++++ Records shown ++++

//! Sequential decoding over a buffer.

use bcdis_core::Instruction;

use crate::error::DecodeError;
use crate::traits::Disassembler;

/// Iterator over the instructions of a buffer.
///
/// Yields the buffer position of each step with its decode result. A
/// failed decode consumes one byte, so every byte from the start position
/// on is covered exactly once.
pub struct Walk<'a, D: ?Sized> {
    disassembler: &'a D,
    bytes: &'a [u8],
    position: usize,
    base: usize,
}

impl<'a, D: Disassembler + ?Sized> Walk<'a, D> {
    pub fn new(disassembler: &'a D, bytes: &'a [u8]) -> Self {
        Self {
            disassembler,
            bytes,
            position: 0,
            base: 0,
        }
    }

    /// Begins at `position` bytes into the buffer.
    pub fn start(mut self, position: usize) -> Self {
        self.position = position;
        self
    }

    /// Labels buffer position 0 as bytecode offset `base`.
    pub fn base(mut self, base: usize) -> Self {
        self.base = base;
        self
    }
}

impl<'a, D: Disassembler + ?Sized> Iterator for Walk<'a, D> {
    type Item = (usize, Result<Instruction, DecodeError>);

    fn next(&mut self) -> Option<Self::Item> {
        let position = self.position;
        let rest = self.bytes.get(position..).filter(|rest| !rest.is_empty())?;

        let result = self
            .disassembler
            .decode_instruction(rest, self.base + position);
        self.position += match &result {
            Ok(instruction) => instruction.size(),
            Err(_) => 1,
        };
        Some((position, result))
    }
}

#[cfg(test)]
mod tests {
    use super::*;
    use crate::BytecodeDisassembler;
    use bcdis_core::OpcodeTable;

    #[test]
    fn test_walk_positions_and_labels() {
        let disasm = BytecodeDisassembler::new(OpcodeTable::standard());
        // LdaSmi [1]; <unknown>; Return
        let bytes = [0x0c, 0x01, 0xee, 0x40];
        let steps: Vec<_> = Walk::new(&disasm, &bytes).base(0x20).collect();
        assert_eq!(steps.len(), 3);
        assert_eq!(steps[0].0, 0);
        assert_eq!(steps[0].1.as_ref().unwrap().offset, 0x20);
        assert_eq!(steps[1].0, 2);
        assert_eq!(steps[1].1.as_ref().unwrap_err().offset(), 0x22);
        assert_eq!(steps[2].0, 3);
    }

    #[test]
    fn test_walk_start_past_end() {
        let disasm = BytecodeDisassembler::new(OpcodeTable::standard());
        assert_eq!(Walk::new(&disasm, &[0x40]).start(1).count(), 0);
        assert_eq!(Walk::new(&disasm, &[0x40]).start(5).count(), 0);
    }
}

++++
++++ Records shown ++++

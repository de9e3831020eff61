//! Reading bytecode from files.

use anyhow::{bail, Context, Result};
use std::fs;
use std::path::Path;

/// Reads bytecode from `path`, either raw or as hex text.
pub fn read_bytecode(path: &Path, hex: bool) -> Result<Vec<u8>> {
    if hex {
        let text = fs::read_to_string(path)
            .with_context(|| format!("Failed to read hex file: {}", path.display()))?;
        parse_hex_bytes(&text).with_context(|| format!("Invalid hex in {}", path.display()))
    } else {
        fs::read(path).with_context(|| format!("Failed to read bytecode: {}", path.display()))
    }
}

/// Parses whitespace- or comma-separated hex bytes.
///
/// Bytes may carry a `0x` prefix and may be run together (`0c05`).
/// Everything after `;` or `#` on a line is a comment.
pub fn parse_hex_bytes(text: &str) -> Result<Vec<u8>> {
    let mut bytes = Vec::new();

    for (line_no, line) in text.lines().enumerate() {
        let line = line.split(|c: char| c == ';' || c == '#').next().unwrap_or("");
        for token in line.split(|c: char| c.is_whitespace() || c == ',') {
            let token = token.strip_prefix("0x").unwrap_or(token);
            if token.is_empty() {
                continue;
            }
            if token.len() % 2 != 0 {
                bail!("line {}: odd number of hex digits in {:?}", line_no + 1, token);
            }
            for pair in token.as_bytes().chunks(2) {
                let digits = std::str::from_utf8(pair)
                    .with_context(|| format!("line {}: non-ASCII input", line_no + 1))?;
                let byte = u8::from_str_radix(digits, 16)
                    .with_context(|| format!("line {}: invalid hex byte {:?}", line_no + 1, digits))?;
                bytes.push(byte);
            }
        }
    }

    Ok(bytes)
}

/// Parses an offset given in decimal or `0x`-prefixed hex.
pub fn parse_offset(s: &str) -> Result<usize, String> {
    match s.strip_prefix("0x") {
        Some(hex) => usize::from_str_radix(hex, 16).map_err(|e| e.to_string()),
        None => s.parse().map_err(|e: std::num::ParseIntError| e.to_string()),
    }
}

++++
++++ Records shown ++++

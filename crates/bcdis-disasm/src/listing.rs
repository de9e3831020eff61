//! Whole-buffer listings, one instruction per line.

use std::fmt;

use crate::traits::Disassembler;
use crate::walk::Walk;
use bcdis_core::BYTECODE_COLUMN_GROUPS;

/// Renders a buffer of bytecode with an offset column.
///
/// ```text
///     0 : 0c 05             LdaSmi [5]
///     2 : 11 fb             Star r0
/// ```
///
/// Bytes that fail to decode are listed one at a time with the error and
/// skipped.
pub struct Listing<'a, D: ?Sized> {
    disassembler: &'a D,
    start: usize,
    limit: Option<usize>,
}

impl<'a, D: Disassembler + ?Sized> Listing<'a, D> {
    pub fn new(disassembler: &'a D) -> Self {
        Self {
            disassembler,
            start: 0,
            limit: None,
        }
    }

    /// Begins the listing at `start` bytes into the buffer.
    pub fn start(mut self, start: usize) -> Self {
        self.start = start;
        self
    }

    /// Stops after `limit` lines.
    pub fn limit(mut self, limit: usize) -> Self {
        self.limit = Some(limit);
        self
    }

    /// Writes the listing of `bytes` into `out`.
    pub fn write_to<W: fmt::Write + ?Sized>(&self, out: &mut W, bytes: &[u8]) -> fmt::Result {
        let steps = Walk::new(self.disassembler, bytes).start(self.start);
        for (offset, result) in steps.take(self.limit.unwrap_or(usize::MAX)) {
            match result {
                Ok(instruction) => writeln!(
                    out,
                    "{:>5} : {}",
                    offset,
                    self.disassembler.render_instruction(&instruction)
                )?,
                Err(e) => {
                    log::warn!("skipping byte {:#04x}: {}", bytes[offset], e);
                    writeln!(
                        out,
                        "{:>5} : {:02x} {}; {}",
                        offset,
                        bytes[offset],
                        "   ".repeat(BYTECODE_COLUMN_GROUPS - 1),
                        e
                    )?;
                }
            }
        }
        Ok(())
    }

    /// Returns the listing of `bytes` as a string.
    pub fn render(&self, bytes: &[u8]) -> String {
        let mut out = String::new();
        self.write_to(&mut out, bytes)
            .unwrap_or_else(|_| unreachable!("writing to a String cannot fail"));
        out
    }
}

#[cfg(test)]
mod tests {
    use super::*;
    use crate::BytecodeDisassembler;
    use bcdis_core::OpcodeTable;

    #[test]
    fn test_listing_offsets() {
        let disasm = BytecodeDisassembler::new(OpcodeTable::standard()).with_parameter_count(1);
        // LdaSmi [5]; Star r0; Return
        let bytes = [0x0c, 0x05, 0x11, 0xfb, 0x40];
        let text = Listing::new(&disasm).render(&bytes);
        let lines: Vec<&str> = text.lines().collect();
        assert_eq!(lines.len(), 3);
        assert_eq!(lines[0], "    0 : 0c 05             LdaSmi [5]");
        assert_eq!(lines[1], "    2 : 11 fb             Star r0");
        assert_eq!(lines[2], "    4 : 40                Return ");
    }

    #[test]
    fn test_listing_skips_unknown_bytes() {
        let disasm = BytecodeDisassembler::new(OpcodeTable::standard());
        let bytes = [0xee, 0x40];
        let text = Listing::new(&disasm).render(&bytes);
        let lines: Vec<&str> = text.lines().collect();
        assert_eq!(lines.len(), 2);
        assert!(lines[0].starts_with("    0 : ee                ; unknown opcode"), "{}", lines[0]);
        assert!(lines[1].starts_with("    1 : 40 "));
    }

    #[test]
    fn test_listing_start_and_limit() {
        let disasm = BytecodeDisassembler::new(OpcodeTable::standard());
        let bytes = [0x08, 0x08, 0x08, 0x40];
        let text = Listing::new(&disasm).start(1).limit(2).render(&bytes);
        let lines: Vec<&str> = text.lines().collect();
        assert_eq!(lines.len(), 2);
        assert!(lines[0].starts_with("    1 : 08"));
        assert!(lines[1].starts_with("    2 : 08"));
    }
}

++++

Try it: Give an exact copy of the lines above from the line with "over a buffer." up to and including the line with "fn next(&mut self)", and leave everything else out.

Answer below:
//! Sequential decoding over a buffer.

use bcdis_core::Instruction;

use crate::error::DecodeError;
use crate::traits::Disassembler;

/// Iterator over the instructions of a buffer.
///
/// Yields the buffer position of each step with its decode result. A
/// failed decode consumes one byte, so every byte from the start position
/// on is covered exactly once.
pub struct Walk<'a, D: ?Sized> {
    disassembler: &'a D,
    bytes: &'a [u8],
    position: usize,
    base: usize,
}

impl<'a, D: Disassembler + ?Sized> Walk<'a, D> {
    pub fn new(disassembler: &'a D, bytes: &'a [u8]) -> Self {
        Self {
            disassembler,
            bytes,
            position: 0,
            base: 0,
        }
    }

    /// Begins at `position` bytes into the buffer.
    pub fn start(mut self, position: usize) -> Self {
        self.position = position;
        self
    }

    /// Labels buffer position 0 as bytecode offset `base`.
    pub fn base(mut self, base: usize) -> Self {
        self.base = base;
        self
    }
}

impl<'a, D: Disassembler + ?Sized> Iterator for Walk<'a, D> {
    type Item = (usize, Result<Instruction, DecodeError>);

    fn next(&mut self) -> Option<Self::Item> {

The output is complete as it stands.